Task description - How many lines in the records below contain the word "FormatRunOptions"? Answer with the number only.

Dataset records -
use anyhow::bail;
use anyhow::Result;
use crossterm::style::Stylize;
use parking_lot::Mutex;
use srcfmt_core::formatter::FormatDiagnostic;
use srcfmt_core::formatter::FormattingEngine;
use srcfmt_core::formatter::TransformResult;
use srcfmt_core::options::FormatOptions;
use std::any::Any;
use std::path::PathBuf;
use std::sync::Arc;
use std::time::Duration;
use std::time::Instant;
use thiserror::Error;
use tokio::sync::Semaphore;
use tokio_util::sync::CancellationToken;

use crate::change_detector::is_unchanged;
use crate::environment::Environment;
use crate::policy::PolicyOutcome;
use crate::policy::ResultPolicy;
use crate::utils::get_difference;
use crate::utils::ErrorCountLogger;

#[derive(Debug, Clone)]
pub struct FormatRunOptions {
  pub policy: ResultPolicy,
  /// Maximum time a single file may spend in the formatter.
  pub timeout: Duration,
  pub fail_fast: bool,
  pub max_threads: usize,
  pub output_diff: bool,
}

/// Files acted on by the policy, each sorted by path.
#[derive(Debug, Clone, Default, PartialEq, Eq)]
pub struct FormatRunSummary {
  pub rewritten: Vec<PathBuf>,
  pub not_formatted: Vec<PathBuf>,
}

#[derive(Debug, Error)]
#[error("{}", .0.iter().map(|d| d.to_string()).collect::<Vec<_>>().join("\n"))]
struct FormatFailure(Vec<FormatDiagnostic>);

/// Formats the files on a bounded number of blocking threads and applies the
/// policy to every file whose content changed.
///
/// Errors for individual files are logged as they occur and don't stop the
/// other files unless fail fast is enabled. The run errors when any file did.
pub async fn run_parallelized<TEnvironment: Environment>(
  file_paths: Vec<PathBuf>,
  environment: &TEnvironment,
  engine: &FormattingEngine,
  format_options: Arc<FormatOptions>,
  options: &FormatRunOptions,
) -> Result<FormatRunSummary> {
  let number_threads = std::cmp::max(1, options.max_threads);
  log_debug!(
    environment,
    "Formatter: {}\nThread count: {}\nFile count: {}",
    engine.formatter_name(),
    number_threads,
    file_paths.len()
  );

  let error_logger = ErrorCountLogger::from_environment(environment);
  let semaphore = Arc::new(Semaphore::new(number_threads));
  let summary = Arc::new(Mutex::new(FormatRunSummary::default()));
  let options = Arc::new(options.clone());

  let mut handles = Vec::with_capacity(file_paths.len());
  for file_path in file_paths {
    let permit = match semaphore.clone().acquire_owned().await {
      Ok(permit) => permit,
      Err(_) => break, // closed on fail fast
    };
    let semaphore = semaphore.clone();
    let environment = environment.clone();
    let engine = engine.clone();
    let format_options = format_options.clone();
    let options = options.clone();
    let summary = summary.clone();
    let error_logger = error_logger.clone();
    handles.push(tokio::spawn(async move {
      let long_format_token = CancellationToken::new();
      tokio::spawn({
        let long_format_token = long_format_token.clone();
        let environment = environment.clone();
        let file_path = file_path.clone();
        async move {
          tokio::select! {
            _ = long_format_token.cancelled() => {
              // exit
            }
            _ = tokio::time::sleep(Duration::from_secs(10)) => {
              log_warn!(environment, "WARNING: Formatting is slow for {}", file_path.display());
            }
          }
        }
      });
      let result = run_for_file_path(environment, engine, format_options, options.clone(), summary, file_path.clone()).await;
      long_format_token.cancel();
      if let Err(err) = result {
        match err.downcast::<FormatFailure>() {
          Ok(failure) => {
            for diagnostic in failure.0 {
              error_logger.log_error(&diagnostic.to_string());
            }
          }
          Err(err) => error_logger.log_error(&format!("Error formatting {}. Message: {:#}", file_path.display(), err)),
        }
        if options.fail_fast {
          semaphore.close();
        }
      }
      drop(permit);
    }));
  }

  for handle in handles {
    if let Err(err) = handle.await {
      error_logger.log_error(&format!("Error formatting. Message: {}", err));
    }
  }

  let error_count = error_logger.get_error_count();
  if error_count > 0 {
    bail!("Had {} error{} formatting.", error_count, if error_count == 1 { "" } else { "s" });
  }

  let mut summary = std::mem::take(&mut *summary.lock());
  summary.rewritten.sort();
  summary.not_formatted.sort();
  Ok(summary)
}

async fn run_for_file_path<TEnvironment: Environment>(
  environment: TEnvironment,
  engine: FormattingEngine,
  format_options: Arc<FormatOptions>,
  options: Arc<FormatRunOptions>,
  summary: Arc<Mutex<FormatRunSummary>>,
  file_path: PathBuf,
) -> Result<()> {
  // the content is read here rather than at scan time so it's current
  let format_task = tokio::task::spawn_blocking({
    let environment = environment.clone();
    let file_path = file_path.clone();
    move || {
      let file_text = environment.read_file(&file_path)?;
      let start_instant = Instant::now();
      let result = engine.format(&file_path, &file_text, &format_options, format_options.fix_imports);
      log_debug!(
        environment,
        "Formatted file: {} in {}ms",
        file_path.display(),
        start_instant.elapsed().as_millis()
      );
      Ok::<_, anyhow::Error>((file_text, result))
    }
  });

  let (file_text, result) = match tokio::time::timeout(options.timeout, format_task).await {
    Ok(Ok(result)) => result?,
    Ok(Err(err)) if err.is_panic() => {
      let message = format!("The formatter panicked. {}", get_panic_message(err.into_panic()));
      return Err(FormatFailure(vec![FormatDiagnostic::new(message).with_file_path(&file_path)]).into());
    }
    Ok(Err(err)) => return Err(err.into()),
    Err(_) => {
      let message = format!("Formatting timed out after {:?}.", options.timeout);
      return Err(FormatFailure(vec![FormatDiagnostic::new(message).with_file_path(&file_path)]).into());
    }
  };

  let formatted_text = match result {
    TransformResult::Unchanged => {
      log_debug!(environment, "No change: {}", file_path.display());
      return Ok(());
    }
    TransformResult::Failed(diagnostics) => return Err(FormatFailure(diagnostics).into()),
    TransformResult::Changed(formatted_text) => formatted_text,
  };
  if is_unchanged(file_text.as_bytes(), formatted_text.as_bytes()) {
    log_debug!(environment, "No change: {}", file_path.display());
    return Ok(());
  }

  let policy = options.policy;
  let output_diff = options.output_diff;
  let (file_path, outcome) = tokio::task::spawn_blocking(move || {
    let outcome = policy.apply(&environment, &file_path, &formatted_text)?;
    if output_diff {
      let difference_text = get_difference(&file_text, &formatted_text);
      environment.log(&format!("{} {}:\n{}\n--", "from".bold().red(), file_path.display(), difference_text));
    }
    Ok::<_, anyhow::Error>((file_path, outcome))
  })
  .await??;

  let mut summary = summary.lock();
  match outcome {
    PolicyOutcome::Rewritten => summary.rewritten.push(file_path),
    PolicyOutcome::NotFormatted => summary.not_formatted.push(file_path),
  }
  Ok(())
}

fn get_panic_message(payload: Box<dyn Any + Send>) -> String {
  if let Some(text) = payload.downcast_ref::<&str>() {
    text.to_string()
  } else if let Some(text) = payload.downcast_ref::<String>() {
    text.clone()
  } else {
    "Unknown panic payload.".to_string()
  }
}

Result of this task - 3